Mack-Cali Signs a Long-term Lease

Zacks

Mack-Cali Realty Corp. (CLI), a fully integrated real estate investment trust (REIT), has signed a new 19-year lease agreement with Continental Casualty Company – the seventh largest commercial insurer in the U.S., for an undisclosed amount. The lessee is the principal subsidiary of CNA Financial Corporation (CNA), the 13th largest property and casualty company in the U.S. with a diverse product portfolio that includes standard commercial lines, specialty lines, surety, marine and other property and casualty coverage.

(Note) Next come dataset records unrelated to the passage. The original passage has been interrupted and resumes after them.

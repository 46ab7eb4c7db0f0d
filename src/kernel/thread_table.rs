/*
 * Fixed thread table and stack-frame bootstrap.
 *
 * No dynamic growth (spec.md §3/§4.1): `spawn` does a first-fit linear
 * scan over `MAX_THREADS` slots. The initial register frame layout is
 * grounded in `AoligeiY-ucosiii-rs`'s `os_task_stk_init` and
 * `bbrown1867-rucos-rs`'s `create`: both lay out the *hardware-stacked*
 * frame (r0-r3, r12, LR, PC, xPSR) beneath a *software-stacked* frame
 * (r4-r11, EXC_RETURN) so the very first PendSV restore and the ongoing
 * ones use the exact same `ldmia sp!, {r4-r11, lr}` sequence.
 */

use crate::config::{MAX_THREADS, THREAD_TICK_QUANTUM};
use crate::error::{KernelError, KernelResult};
use crate::kernel::tcb::{Tcb, ThreadArray, ThreadEntry, ThreadId, ThreadState};

/// EXC_RETURN value requesting return to Thread mode using PSP, no FPU
/// state stacked (FPCA clear). Matches both reference ports.
const EXC_RETURN_NO_FPU: u32 = 0xFFFF_FFFD;

/// Thumb bit set in xPSR so the initial exception return doesn't fault.
const XPSR_THUMB: u32 = 0x0100_0000;

pub struct ThreadTable {
    pub threads: ThreadArray,
}

impl ThreadTable {
    pub const fn new() -> Self {
        ThreadTable {
            threads: crate::kernel::tcb::new_thread_array(),
        }
    }

    /// Bootstraps slot 0 from the currently-active stack (spec.md §3:
    /// "`0` is reserved for the main/loop thread bootstrapped from the
    /// startup stack"). `stack_size` is used only for the overflow
    /// canary check, never for allocation/deallocation.
    pub fn init_main_thread(&mut self, stack_size: usize) {
        let tcb = &mut self.threads[0];
        tcb.reset();
        tcb.state = ThreadState::Running;
        tcb.owns_stack = false;
        tcb.stack_size = stack_size;
        tcb.priority = 128;
        tcb.ticks_budget = THREAD_TICK_QUANTUM;
    }

    /// First-fit scan for an `EMPTY` slot and TCB initialization. Lays
    /// out the initial stack frame so that when the context switcher
    /// first restores this TCB, execution begins at `entry.entry` with
    /// `entry.arg` in the first integer register and a sentinel return
    /// address pointing at `kill_self` (spec.md §4.1).
    ///
    /// # Safety
    /// `stack` must be a region the kernel now owns exclusively for the
    /// lifetime of the thread (or until it is freed via `owns_stack`).
    pub unsafe fn spawn(
        &mut self,
        entry: ThreadEntry,
        priority: u8,
        stack: &'static mut [u8],
        owns_stack: bool,
        kill_self_addr: usize,
    ) -> KernelResult<ThreadId> {
        let slot = self
            .threads
            .iter()
            .position(|t| t.state == ThreadState::Empty)
            .ok_or(KernelError::ResourceExhausted)?;

        let stack_base = stack.as_mut_ptr();
        let stack_size = stack.len();
        let sp = unsafe { init_stack_frame(stack, entry, kill_self_addr) };

        let tcb = &mut self.threads[slot];
        tcb.reset();
        tcb.state = ThreadState::Running;
        tcb.stack_base = stack_base;
        tcb.stack_size = stack_size;
        tcb.owns_stack = owns_stack;
        tcb.priority = priority;
        tcb.ticks_budget = THREAD_TICK_QUANTUM;
        tcb.sp = sp;
        tcb.entry = Some(entry);

        Ok(ThreadId(slot as u8))
    }

    pub fn get(&self, tid: ThreadId) -> Option<&Tcb> {
        self.threads.get(tid.index())
    }

    pub fn get_mut(&mut self, tid: ThreadId) -> Option<&mut Tcb> {
        self.threads.get_mut(tid.index())
    }

    pub fn exists(&self, tid: ThreadId) -> bool {
        self.get(tid)
            .map(|t| t.state != ThreadState::Empty)
            .unwrap_or(false)
    }

    /// Transitions `tid` to `Ending`. Reclamation (freeing the owned
    /// stack, zeroing the TCB) happens in the scheduler's reap pass, not
    /// here, because a thread killing *itself* is still executing on its
    /// own stack (spec.md §4.1).
    pub fn kill(&mut self, tid: ThreadId) -> KernelResult<()> {
        let tcb = self.get_mut(tid).ok_or(KernelError::NotFound)?;
        if tcb.state == ThreadState::Empty {
            return Err(KernelError::NotFound);
        }
        tcb.state = ThreadState::Ending;
        Ok(())
    }

    pub fn suspend(&mut self, tid: ThreadId) -> KernelResult<()> {
        let tcb = self.get_mut(tid).ok_or(KernelError::NotFound)?;
        if tcb.state == ThreadState::Empty {
            return Err(KernelError::NotFound);
        }
        tcb.state = ThreadState::Suspended;
        Ok(())
    }

    pub fn resume(&mut self, tid: ThreadId) -> KernelResult<()> {
        let tcb = self.get_mut(tid).ok_or(KernelError::NotFound)?;
        if tcb.state == ThreadState::Empty {
            return Err(KernelError::NotFound);
        }
        if tcb.state == ThreadState::Suspended {
            tcb.state = ThreadState::Running;
        }
        Ok(())
    }

    /// Frees stacks owned by `Ending` threads and reclaims their slots.
    /// Called once per scheduler pass (spec.md §4.3 item 2).
    pub fn reap(&mut self, hal: &dyn crate::hal::Hal) {
        for tcb in self.threads.iter_mut() {
            if tcb.state == ThreadState::Ending {
                if tcb.owns_stack && !tcb.stack_base.is_null() {
                    hal.free_stack(tcb.stack_base, tcb.stack_size);
                }
                tcb.reset();
            }
        }
    }

    pub fn iter_slots(&self) -> impl Iterator<Item = ThreadId> + '_ {
        (0..MAX_THREADS).map(|i| ThreadId(i as u8))
    }
}

/// Builds the initial stack frame for a not-yet-run thread.
///
/// # Safety
/// `stack` must be valid, writable, and at least large enough to hold
/// the frame (17 words); callers are expected to size stacks well above
/// that floor.
unsafe fn init_stack_frame(
    stack: &mut [u8],
    entry: ThreadEntry,
    kill_self_addr: usize,
) -> *mut u8 {
    let top = (stack.as_mut_ptr() as usize + stack.len()) & !0x7;
    // 17 words: r4-r11 (8), EXC_RETURN, r0-r3, r12, lr, pc, xpsr.
    let frame = (top - 17 * 4) as *mut u32;

    let words: [u32; 17] = [
        0x0404_0404, // r4
        0x0505_0505, // r5
        0x0606_0606, // r6
        0x0707_0707, // r7
        0x0808_0808, // r8
        0x0909_0909, // r9
        0x1010_1010, // r10
        0x1111_1111, // r11
        EXC_RETURN_NO_FPU,
        entry.arg as u32,       // r0: thread argument
        0x0101_0101,            // r1
        0x0202_0202,            // r2
        0x0303_0303,            // r3
        0x1212_1212,            // r12
        kill_self_addr as u32,  // lr: sentinel return address -> kill_self
        entry.entry as usize as u32, // pc
        XPSR_THUMB,             // xpsr
    ];

    unsafe {
        for (i, w) in words.iter().enumerate() {
            frame.add(i).write_volatile(*w);
        }
    }

    frame as *mut u8
}

#[cfg(test)]
mod tests {
    use super::*;
    use crate::hal::mock::MockHal;

    static mut STACK_A: [u8; 256] = [0; 256];
    static mut STACK_B: [u8; 256] = [0; 256];

    fn dummy_entry(_arg: usize) {}

    #[test]
    fn spawn_picks_first_empty_slot_and_marks_it_running() {
        let mut table = ThreadTable::new();
        table.init_main_thread(512);

        let stack: &'static mut [u8] = unsafe { &mut *core::ptr::addr_of_mut!(STACK_A) };
        let tid = unsafe {
            table
                .spawn(
                    ThreadEntry {
                        entry: dummy_entry,
                        arg: 7,
                    },
                    20,
                    stack,
                    false,
                    dummy_entry as usize,
                )
                .unwrap()
        };

        assert_eq!(tid, ThreadId(1));
        assert_eq!(table.threads[1].state, ThreadState::Running);
        assert_eq!(table.threads[1].priority, 20);
        assert!(!table.threads[1].sp.is_null());
    }

    #[test]
    fn kill_defers_reclamation_to_reap() {
        let mut table = ThreadTable::new();
        table.init_main_thread(512);
        let stack: &'static mut [u8] = unsafe { &mut *core::ptr::addr_of_mut!(STACK_B) };
        let tid = unsafe {
            table
                .spawn(
                    ThreadEntry {
                        entry: dummy_entry,
                        arg: 0,
                    },
                    20,
                    stack,
                    true,
                    dummy_entry as usize,
                )
                .unwrap()
        };

        table.kill(tid).unwrap();
        assert_eq!(table.threads[tid.index()].state, ThreadState::Ending);

        let hal = MockHal::new();
        table.reap(&hal);
        assert_eq!(table.threads[tid.index()].state, ThreadState::Empty);
    }

    #[test]
    fn suspend_and_resume_round_trip() {
        let mut table = ThreadTable::new();
        table.init_main_thread(512);
        table.suspend(ThreadId::MAIN).unwrap();
        assert_eq!(table.threads[0].state, ThreadState::Suspended);
        table.resume(ThreadId::MAIN).unwrap();
        assert_eq!(table.threads[0].state, ThreadState::Running);
    }

    #[test]
    fn operating_on_an_empty_slot_is_not_found() {
        let mut table = ThreadTable::new();
        assert_eq!(table.kill(ThreadId(3)), Err(KernelError::NotFound));
        assert_eq!(table.suspend(ThreadId(3)), Err(KernelError::NotFound));
    }
}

Mack-Cali has leased 81,296 square feet of space at its 125 Broad Street property in downtown Manhattan. This marks a solid back-to-back lease at the Manhattan building, as the company had recently leased 56,106 square feet of space to General Reinsurance Corporation.

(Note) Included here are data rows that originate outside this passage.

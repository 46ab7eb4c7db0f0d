/*
 * Test-only HAL: a virtual millisecond clock plus counters for the
 * events a real board would raise (PendSV requests, SVC traps, fatal
 * faults). Used so the scheduler/sync-primitive/FSM logic can be
 * exercised under `std` without target hardware.
 *
 * Tests drive time explicitly with `MockHal::advance`, then call the
 * kernel's "pure decision" entry points (`kernel::on_tick`,
 * `Scheduler::select_next`, ...) directly rather than relying on a real
 * PendSV-driven context switch, which this HAL does not attempt to
 * emulate — see SPEC_FULL.md's Testing section.
 */

use std::sync::atomic::{AtomicU64, AtomicUsize, Ordering};

use crate::hal::Hal;

#[derive(Default)]
pub struct MockHal {
    millis: AtomicU64,
    pend_count: AtomicUsize,
    yield_count: AtomicUsize,
}

impl MockHal {
    pub const fn new() -> Self {
        Self {
            millis: AtomicU64::new(0),
            pend_count: AtomicUsize::new(0),
            yield_count: AtomicUsize::new(0),
        }
    }

    pub fn advance(&self, ms: u64) -> u64 {
        self.millis.fetch_add(ms, Ordering::SeqCst) + ms
    }

    pub fn pend_count(&self) -> usize {
        self.pend_count.load(Ordering::SeqCst)
    }
}

impl Hal for MockHal {
    fn millis(&self) -> u64 {
        self.millis.load(Ordering::SeqCst)
    }

    fn install(&self) {}

    fn pend_switch(&self) {
        self.pend_count.fetch_add(1, Ordering::SeqCst);
    }

    fn yield_now(&self) {
        self.yield_count.fetch_add(1, Ordering::SeqCst);
    }

    fn debug_write(&self, s: &str) {
        std::eprint!("{s}");
    }
}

The leased property is a 40-story Class A building strategically located in the heart of the Downtown Financial District of Manhattan – one of the premier business, dining, entertainment and shopping destinations of the region. In addition, the property also offers easy access to various transportation facilities such as the bus, subway, ferry, and helicopter services. Consequently, the office building provides an unmatched business opportunity for the lessee.

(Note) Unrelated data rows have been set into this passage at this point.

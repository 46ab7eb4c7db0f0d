/*
 * Kernel-wide compile-time configuration.
 *
 * Mirrors the `#ifndef OS_EXTERN_MAX_THREADS` / `DEFAULT_TICK_MICROSECONDS`
 * style overrides from the original threading library: plain `pub const`s a
 * board crate can fork if its RAM budget needs a different thread count.
 */

/// Fixed size of the thread table. No dynamic growth; slot 0 is reserved
/// for the bootstrapped main/loop thread.
pub const MAX_THREADS: usize = 24;

/// Default tick quantum, in microseconds.
pub const DEFAULT_TICK_QUANTUM_US: u32 = 100;

/// Number of ticks a thread is given before its `ticks_budget` is spent
/// (spec.md §3's `ticks_budget` field). Reset whenever a thread is
/// (re)selected to run; decremented once per tick while it is `Running`.
pub const THREAD_TICK_QUANTUM: u32 = 10;

/// Default stack size reserved for thread 0's overflow canary check.
pub const DEFAULT_STACK0_SIZE: usize = 768;

/// SVC immediate used for the voluntary yield trap (spec.md §4.2: a
/// single code path handles both the tick ISR and the yield trap, so
/// there is only one SVC number to raise).
pub const SVC_YIELD: u8 = 33;

/// Reserved thread id meaning "no such thread".
pub const NO_THREAD: i32 = -1;

/// Reserved thread id of the main/loop thread bootstrapped from the
/// startup stack.
pub const MAIN_THREAD: usize = 0;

Mack-Cali is primarily engaged in owning, leasing, managing and developing Class A office and industrial/flex properties. The company focuses on high-barrier markets mostly in the suburban areas in the northeast and mid-Atlantic regions in the U.S., and derives most of its annualized base rents from New Jersey.

With debt-free ownership of the bulk of its portfolio, Mack-Cali offers a faster and more streamlined leasing process. In addition, the company is structured as a vertically integrated company, providing a full range of leasing, property management, construction, space planning and architectural services under a single platform.

We maintain our ‘Neutral’ rating on Mack-Cali, which presently has a Zacks #4 Rank, translating into a short-term ‘Sell’ recommendation and indicates that the stock is expected to perform well below the overall U.S. equity market for the next 1–3 months.